- _Extracted records_:
_ _ _ _ _

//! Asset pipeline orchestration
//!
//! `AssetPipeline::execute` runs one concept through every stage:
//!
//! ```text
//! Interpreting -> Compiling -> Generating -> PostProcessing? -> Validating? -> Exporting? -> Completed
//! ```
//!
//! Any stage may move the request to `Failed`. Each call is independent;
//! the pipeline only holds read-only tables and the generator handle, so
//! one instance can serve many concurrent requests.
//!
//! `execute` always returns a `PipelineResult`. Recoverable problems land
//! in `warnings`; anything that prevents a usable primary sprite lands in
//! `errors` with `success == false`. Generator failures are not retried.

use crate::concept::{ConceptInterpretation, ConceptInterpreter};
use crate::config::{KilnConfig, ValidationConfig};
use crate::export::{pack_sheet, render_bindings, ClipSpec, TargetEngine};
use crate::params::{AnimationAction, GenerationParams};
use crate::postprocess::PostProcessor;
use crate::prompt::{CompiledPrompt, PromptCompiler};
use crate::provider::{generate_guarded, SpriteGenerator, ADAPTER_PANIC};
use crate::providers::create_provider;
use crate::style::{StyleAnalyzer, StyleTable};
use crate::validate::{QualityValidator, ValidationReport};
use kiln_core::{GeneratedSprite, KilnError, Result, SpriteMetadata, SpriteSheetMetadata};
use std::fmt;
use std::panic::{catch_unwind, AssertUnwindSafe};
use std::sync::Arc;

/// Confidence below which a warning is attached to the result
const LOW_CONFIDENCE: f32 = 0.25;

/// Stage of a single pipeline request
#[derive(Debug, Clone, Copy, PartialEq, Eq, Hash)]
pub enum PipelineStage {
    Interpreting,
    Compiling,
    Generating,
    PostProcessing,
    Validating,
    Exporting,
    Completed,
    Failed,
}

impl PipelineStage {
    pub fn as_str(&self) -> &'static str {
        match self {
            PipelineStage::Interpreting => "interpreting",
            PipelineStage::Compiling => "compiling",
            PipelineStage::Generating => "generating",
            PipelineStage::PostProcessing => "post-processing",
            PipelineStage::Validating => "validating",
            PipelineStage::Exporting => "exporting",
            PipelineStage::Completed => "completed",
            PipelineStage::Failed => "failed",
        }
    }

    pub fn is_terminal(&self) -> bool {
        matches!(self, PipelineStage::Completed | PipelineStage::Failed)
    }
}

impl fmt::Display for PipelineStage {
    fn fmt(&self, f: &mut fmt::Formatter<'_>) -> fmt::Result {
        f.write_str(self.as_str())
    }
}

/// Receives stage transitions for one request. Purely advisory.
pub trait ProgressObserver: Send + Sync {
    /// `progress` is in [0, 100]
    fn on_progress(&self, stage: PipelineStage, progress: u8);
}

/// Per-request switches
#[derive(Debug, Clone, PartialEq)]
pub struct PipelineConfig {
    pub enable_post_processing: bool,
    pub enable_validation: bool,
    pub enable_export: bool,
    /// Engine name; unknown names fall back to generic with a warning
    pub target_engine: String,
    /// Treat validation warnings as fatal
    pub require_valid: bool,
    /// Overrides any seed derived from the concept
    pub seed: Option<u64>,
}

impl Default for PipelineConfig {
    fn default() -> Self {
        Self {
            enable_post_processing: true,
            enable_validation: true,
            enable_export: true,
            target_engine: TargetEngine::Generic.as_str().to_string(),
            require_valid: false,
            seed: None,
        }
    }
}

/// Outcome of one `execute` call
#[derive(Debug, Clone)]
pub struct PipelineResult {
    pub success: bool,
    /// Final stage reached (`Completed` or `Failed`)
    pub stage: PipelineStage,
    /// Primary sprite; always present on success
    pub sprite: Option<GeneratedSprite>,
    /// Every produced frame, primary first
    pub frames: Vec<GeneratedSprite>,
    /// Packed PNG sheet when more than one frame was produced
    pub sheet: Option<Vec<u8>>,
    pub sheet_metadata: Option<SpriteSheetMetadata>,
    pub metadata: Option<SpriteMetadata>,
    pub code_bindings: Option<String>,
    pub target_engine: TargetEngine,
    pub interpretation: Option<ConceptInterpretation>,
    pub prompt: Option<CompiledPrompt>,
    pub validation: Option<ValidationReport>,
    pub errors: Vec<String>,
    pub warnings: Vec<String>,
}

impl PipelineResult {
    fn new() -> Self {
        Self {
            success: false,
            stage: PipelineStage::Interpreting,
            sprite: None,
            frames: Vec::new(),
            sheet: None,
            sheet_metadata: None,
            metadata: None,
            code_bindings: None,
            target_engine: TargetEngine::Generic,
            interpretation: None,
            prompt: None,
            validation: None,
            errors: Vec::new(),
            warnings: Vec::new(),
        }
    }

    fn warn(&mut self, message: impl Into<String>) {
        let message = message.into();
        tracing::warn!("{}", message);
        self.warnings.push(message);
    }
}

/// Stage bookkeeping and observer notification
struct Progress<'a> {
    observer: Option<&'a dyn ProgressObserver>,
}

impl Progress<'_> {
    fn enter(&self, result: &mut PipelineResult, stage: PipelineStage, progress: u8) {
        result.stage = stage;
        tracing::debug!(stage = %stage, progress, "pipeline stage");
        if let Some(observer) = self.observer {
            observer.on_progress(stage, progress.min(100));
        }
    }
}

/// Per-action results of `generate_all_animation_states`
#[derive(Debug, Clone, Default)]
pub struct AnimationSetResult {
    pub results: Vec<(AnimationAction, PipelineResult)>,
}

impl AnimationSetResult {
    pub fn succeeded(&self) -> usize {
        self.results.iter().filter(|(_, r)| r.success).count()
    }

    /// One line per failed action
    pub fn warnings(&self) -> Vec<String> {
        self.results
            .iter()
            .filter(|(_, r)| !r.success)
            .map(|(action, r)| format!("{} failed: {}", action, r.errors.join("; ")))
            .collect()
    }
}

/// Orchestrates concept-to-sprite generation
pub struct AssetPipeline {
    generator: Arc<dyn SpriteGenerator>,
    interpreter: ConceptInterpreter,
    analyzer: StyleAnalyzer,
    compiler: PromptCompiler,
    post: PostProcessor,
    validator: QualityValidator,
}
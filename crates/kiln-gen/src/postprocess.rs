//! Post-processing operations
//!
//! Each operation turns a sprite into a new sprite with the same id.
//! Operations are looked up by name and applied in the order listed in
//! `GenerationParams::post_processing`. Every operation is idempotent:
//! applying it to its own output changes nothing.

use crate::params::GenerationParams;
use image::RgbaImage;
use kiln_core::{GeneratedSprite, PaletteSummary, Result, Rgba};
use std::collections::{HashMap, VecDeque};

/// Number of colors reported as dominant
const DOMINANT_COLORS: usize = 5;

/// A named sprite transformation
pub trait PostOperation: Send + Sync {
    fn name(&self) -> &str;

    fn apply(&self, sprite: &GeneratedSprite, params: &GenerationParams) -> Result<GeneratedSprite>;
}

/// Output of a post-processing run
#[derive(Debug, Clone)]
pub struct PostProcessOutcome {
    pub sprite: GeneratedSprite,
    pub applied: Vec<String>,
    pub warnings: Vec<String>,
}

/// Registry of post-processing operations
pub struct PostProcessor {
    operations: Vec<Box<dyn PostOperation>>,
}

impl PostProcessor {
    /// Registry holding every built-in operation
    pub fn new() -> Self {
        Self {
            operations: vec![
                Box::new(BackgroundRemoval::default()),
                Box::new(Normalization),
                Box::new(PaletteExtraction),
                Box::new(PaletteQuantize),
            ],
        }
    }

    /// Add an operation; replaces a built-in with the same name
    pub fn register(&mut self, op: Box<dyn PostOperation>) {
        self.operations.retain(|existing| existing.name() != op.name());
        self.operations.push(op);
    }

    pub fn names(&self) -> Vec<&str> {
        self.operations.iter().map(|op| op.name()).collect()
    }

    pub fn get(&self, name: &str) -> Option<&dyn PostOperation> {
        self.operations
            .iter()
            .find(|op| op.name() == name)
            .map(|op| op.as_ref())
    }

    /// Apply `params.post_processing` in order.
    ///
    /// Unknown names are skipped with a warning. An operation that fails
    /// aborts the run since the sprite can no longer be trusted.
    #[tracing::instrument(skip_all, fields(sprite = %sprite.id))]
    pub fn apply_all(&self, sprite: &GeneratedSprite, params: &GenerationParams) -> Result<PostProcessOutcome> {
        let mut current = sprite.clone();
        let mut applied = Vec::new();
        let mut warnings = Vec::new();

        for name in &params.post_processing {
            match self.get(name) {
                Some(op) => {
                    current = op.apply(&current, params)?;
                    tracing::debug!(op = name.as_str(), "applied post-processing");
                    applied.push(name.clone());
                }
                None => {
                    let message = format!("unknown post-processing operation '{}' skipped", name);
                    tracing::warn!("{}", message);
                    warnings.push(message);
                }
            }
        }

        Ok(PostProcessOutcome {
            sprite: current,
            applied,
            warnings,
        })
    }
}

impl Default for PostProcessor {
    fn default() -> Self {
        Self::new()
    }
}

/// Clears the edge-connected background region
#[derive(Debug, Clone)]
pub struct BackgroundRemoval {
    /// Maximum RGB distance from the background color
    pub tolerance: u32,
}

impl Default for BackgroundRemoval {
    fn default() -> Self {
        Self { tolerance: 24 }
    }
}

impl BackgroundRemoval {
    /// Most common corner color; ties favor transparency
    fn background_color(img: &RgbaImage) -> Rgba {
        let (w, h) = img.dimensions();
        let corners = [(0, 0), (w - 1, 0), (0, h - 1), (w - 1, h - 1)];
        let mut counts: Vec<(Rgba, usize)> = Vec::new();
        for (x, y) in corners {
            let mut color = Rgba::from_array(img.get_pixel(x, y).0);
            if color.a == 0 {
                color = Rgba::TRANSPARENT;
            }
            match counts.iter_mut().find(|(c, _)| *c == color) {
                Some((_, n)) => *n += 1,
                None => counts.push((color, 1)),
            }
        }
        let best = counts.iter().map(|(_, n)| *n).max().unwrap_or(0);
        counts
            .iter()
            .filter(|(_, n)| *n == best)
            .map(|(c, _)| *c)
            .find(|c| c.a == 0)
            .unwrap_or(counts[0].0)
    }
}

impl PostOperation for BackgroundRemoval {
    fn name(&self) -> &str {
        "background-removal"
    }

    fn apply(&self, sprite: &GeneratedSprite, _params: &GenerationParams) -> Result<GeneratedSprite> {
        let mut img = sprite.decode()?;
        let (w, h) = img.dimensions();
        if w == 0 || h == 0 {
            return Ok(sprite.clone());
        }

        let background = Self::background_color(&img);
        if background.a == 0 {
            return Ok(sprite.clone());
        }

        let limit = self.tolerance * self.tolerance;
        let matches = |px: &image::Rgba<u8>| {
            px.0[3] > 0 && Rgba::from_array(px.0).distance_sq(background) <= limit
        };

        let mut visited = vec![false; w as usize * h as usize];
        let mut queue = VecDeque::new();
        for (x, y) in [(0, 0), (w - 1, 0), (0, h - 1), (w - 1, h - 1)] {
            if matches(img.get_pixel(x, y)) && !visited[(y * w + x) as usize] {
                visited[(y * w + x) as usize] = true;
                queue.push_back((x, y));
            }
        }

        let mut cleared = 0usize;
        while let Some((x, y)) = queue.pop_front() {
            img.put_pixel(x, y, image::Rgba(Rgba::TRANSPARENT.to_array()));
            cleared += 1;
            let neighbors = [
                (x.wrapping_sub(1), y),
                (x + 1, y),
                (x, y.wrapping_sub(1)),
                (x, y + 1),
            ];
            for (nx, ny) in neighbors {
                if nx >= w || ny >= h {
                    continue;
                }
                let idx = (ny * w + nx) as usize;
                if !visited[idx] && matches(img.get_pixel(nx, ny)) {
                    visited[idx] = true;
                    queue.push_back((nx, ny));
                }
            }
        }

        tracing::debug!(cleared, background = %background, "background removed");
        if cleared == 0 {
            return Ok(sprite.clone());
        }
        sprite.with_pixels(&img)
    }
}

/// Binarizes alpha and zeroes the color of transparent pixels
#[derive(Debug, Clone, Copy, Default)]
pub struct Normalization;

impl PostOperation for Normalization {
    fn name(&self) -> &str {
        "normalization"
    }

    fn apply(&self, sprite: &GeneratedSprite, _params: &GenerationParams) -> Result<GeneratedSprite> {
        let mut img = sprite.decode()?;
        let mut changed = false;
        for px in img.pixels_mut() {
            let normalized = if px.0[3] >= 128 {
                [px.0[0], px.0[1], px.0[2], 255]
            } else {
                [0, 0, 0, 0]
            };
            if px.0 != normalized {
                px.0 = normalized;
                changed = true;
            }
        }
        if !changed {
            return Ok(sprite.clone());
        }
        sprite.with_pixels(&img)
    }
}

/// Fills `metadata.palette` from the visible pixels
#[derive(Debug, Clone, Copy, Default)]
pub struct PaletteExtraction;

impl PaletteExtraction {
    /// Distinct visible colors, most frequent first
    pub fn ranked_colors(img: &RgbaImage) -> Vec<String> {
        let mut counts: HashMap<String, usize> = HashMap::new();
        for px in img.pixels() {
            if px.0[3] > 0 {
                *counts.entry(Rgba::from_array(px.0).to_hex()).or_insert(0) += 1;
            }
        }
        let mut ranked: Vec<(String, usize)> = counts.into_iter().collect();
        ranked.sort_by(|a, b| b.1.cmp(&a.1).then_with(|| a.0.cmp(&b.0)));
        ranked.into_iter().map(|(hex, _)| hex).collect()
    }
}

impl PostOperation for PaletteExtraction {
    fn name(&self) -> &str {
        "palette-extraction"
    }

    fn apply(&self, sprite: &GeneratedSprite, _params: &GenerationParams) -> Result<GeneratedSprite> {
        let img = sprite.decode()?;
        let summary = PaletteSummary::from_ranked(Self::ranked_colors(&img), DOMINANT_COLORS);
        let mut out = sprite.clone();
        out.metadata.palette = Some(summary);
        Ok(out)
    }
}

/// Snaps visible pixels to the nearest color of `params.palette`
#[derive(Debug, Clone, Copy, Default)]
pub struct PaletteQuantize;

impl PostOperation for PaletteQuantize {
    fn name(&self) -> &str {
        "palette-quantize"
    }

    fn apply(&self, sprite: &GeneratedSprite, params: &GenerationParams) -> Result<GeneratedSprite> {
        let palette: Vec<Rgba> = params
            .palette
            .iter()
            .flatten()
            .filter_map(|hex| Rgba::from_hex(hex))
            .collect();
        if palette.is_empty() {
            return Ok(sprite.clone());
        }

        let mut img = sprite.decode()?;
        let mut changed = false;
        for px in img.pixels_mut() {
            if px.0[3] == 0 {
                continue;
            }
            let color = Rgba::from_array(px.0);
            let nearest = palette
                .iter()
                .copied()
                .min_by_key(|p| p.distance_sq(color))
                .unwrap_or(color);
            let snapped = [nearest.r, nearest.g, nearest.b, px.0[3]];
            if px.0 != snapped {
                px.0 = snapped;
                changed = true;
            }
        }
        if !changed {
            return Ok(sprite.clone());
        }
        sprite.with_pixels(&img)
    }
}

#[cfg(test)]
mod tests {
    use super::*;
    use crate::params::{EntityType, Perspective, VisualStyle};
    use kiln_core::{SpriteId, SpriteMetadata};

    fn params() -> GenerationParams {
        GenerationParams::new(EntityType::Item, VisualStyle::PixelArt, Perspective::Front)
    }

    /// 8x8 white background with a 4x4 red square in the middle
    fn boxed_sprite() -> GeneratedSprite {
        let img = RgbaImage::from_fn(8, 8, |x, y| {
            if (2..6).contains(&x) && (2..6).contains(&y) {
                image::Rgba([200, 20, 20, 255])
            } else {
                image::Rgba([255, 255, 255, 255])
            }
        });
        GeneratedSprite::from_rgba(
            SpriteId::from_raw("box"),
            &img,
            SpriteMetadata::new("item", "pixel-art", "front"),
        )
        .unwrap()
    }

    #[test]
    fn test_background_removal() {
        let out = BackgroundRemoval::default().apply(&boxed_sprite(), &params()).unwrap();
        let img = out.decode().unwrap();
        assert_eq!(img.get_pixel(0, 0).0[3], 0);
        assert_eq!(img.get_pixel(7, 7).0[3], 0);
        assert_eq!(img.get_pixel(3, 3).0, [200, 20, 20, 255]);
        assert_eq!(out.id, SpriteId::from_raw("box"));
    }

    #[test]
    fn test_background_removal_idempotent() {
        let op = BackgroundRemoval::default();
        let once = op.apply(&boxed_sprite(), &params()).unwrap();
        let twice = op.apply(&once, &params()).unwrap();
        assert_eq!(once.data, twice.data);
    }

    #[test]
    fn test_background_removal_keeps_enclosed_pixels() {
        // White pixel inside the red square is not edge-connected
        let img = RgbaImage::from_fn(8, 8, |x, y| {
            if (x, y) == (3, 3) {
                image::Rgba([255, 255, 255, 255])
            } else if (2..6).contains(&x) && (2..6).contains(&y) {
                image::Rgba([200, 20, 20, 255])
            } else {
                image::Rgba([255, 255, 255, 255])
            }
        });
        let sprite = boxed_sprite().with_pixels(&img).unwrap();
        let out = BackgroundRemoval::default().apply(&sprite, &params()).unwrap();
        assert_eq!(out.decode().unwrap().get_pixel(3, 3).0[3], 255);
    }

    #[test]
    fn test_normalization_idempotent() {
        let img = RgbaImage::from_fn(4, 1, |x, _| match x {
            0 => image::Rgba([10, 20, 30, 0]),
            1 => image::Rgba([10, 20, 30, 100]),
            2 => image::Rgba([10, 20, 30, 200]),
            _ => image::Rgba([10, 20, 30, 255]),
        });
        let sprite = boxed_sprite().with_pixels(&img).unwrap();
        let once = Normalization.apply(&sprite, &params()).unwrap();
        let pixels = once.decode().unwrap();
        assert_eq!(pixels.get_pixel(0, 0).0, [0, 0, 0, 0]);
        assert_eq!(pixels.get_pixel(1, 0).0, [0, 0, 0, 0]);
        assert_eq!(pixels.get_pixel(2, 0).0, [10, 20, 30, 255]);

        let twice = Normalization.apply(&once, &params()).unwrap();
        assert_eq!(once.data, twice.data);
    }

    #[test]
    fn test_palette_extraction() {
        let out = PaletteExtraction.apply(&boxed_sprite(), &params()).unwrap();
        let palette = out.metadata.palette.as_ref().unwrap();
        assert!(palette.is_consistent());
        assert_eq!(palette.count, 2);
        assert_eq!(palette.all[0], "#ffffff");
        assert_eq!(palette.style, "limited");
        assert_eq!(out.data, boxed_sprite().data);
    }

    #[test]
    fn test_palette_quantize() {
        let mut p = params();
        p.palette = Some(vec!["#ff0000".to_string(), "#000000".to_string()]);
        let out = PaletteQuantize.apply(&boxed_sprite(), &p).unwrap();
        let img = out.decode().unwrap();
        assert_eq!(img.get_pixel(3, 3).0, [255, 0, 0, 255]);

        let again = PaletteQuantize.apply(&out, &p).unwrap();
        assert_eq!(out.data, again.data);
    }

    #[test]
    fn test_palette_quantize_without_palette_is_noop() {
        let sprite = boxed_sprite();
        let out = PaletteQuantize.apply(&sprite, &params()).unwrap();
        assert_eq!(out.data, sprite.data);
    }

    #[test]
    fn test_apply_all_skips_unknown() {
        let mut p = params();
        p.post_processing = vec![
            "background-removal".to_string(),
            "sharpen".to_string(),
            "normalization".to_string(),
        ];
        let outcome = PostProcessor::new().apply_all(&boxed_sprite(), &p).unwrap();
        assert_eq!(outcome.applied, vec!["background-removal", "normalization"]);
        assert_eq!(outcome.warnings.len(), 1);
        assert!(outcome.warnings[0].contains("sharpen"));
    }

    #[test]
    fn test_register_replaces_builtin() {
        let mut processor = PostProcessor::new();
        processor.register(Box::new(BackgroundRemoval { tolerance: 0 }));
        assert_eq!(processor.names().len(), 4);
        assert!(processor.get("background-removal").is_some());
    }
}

_ _ _ _ _

- _What you are asked to do_:
Only the lines above, from the first through the one holding "are not retried.", are to be output, and they must be copied exactly.

- _Exercise result_:
//! Asset pipeline orchestration
//!
//! `AssetPipeline::execute` runs one concept through every stage:
//!
//! ```text
//! Interpreting -> Compiling -> Generating -> PostProcessing? -> Validating? -> Exporting? -> Completed
//! ```
//!
//! Any stage may move the request to `Failed`. Each call is independent;
//! the pipeline only holds read-only tables and the generator handle, so
//! one instance can serve many concurrent requests.
//!
//! `execute` always returns a `PipelineResult`. Recoverable problems land
//! in `warnings`; anything that prevents a usable primary sprite lands in
//! `errors` with `success == false`. Generator failures are not retried.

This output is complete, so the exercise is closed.